# [DIRECTIONS FOR THIS TASK]
Find the lines of the data below that include "SqlValue". Report their number only.

⁂

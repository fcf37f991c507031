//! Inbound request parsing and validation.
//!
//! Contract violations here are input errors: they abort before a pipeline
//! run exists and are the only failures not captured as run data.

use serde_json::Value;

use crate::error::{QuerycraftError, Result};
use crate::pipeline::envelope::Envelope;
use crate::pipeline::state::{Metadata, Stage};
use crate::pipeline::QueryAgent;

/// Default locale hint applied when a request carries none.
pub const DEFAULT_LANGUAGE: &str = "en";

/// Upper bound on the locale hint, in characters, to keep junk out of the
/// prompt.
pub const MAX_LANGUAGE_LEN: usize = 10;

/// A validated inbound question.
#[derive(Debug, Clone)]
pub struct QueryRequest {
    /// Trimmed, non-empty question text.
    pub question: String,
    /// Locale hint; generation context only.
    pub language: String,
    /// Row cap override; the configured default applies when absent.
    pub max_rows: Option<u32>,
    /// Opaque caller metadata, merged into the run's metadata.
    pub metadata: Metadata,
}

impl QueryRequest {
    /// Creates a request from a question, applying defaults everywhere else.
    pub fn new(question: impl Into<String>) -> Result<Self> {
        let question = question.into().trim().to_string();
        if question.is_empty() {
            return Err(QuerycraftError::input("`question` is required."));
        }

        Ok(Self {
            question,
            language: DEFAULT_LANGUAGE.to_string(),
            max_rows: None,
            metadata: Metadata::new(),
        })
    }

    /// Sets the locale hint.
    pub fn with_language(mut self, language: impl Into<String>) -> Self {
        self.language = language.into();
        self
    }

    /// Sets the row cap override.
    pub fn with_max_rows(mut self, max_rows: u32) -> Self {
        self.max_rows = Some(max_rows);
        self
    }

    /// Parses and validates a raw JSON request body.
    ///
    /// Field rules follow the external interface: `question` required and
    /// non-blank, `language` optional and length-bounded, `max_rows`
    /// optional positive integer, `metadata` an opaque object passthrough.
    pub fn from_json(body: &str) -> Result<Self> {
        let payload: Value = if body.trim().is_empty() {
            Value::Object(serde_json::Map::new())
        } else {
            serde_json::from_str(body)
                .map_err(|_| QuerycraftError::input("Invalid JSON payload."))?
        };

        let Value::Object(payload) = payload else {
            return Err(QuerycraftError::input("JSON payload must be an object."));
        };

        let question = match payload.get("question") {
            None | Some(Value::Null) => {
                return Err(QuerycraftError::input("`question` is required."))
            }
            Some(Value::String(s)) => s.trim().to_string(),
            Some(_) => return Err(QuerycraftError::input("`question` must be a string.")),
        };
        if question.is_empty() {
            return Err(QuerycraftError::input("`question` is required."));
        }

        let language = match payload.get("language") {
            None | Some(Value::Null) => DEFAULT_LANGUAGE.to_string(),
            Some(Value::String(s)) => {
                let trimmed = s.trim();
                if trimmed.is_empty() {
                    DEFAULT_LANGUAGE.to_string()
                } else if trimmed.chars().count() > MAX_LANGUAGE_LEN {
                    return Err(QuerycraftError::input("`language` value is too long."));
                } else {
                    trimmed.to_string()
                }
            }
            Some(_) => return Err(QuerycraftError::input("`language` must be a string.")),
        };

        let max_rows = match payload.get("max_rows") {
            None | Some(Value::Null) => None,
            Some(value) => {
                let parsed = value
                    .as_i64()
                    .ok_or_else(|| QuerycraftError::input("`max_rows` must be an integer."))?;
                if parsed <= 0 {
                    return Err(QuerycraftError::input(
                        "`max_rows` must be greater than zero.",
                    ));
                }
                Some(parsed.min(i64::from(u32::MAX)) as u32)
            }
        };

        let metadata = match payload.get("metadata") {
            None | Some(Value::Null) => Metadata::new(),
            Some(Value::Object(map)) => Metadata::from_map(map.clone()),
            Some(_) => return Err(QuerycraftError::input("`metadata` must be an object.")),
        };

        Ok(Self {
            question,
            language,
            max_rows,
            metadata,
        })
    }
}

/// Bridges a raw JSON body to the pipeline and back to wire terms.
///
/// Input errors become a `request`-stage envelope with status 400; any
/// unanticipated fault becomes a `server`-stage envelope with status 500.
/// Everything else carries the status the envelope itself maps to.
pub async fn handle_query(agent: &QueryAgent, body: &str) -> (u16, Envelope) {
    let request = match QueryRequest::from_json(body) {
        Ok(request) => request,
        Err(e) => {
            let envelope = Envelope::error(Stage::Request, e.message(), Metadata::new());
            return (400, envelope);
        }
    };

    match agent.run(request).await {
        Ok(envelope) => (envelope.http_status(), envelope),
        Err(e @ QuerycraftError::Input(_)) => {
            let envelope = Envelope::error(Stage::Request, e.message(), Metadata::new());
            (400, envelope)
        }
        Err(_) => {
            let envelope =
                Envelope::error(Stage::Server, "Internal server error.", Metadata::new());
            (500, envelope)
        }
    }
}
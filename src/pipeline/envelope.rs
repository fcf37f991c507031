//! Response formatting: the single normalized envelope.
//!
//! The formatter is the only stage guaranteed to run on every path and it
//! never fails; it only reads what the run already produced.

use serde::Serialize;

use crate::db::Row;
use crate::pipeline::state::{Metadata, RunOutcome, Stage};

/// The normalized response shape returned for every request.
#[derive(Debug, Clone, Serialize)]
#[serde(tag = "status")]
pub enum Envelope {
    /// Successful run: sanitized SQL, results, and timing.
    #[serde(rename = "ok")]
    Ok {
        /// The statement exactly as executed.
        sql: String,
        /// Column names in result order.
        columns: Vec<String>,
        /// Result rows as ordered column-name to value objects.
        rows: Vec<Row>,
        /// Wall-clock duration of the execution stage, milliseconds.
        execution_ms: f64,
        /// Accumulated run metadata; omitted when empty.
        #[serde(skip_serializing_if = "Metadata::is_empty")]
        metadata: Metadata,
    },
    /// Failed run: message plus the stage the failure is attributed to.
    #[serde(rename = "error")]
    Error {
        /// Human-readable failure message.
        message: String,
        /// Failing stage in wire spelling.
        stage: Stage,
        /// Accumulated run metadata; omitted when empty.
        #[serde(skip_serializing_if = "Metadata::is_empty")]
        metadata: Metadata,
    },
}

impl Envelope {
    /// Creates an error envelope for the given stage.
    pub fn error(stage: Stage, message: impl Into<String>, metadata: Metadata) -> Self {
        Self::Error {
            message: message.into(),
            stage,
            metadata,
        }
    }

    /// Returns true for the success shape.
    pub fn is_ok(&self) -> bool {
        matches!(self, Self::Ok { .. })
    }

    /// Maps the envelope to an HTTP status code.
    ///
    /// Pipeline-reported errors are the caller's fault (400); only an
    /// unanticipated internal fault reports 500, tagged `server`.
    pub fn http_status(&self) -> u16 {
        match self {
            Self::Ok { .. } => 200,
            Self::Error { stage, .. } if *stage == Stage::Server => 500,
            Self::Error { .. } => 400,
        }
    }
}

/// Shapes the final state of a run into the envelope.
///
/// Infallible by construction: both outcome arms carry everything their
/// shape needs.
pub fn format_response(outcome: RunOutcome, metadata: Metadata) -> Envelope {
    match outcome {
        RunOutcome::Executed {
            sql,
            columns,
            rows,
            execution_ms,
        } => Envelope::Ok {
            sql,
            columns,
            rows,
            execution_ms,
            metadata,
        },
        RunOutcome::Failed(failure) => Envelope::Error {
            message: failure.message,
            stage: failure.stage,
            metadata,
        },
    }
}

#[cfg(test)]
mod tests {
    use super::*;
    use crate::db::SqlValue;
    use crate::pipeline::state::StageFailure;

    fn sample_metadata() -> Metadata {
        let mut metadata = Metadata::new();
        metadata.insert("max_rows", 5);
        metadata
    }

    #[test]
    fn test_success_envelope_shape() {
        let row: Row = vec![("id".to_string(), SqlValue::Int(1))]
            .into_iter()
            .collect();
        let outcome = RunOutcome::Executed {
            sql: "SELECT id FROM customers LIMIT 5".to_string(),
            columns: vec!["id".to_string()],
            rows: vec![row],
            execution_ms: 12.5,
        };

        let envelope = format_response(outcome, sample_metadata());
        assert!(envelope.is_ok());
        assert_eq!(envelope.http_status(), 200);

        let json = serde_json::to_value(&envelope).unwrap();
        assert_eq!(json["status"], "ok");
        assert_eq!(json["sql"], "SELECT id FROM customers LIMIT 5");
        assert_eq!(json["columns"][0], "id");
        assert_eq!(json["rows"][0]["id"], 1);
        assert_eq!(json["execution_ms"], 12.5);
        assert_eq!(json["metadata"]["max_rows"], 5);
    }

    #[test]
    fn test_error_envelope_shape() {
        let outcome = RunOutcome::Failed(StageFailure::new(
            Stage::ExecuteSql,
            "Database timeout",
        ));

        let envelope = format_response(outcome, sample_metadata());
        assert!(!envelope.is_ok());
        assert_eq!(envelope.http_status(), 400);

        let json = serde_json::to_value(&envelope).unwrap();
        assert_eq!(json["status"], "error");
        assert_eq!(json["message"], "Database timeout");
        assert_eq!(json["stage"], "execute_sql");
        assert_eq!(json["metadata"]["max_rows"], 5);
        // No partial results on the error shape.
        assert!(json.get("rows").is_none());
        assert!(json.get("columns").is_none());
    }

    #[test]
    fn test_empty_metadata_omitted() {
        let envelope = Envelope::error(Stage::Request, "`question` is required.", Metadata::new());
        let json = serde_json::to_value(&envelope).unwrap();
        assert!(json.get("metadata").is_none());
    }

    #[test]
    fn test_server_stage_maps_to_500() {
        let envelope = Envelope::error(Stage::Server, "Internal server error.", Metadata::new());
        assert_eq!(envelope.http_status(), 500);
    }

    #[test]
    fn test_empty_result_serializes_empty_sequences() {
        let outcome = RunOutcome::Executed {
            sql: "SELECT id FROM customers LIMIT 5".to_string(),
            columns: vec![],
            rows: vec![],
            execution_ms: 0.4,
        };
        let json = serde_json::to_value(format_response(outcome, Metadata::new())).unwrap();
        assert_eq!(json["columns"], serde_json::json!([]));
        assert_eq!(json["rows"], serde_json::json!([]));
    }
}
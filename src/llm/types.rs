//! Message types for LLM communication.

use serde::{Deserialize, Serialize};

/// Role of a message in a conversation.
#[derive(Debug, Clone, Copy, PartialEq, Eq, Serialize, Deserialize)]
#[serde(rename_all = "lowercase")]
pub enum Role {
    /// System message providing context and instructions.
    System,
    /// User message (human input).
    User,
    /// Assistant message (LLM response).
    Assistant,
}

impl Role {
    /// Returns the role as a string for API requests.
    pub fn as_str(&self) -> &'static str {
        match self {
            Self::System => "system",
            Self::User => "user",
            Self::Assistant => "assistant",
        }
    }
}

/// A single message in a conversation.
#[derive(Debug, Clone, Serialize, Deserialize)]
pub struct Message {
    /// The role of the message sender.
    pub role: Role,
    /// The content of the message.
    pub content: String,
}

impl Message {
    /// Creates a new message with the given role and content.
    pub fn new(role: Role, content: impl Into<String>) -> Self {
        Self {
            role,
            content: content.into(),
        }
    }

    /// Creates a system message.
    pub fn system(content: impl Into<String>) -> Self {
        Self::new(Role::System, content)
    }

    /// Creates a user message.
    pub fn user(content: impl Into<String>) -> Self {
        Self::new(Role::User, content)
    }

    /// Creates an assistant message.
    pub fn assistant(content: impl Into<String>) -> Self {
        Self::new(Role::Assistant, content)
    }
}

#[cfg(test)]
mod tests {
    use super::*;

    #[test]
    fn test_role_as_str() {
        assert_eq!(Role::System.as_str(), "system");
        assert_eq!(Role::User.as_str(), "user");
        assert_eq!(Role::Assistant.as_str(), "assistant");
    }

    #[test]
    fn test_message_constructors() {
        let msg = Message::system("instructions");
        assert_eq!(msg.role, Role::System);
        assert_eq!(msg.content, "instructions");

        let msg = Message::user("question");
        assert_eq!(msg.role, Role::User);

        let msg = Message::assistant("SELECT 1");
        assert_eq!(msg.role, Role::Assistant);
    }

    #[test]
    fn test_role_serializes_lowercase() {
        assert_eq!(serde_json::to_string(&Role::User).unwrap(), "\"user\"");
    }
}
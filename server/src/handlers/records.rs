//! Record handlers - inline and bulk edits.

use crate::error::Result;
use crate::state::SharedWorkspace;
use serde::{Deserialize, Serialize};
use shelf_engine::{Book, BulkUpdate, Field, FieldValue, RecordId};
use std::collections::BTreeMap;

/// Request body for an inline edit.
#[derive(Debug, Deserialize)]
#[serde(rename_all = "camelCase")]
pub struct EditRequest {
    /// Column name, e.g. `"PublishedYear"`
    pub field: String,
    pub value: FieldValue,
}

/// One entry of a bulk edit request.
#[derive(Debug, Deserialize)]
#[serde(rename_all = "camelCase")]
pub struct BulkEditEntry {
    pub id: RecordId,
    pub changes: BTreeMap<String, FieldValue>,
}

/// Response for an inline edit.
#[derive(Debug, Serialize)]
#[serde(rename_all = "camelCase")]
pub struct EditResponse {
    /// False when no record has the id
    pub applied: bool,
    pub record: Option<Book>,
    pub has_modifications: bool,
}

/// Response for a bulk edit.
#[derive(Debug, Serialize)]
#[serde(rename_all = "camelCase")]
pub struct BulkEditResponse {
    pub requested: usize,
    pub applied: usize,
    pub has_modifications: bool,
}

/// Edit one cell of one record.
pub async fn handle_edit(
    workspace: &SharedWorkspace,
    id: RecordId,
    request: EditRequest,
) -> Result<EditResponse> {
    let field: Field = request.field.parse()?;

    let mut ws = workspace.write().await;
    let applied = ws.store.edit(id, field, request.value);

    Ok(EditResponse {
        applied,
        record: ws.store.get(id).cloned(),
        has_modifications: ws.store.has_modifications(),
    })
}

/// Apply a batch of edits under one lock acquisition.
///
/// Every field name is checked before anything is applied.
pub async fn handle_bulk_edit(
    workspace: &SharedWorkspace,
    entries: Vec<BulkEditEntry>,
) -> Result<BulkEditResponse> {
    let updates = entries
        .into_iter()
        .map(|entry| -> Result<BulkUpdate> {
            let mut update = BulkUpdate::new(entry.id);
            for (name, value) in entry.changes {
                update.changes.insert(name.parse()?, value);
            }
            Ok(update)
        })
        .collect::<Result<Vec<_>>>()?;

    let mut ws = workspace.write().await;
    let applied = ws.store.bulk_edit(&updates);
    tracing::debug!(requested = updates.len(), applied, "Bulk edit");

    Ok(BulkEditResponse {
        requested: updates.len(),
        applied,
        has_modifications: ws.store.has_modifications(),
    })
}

⁂

# [ANSWER TO THIS EXERCISE]
2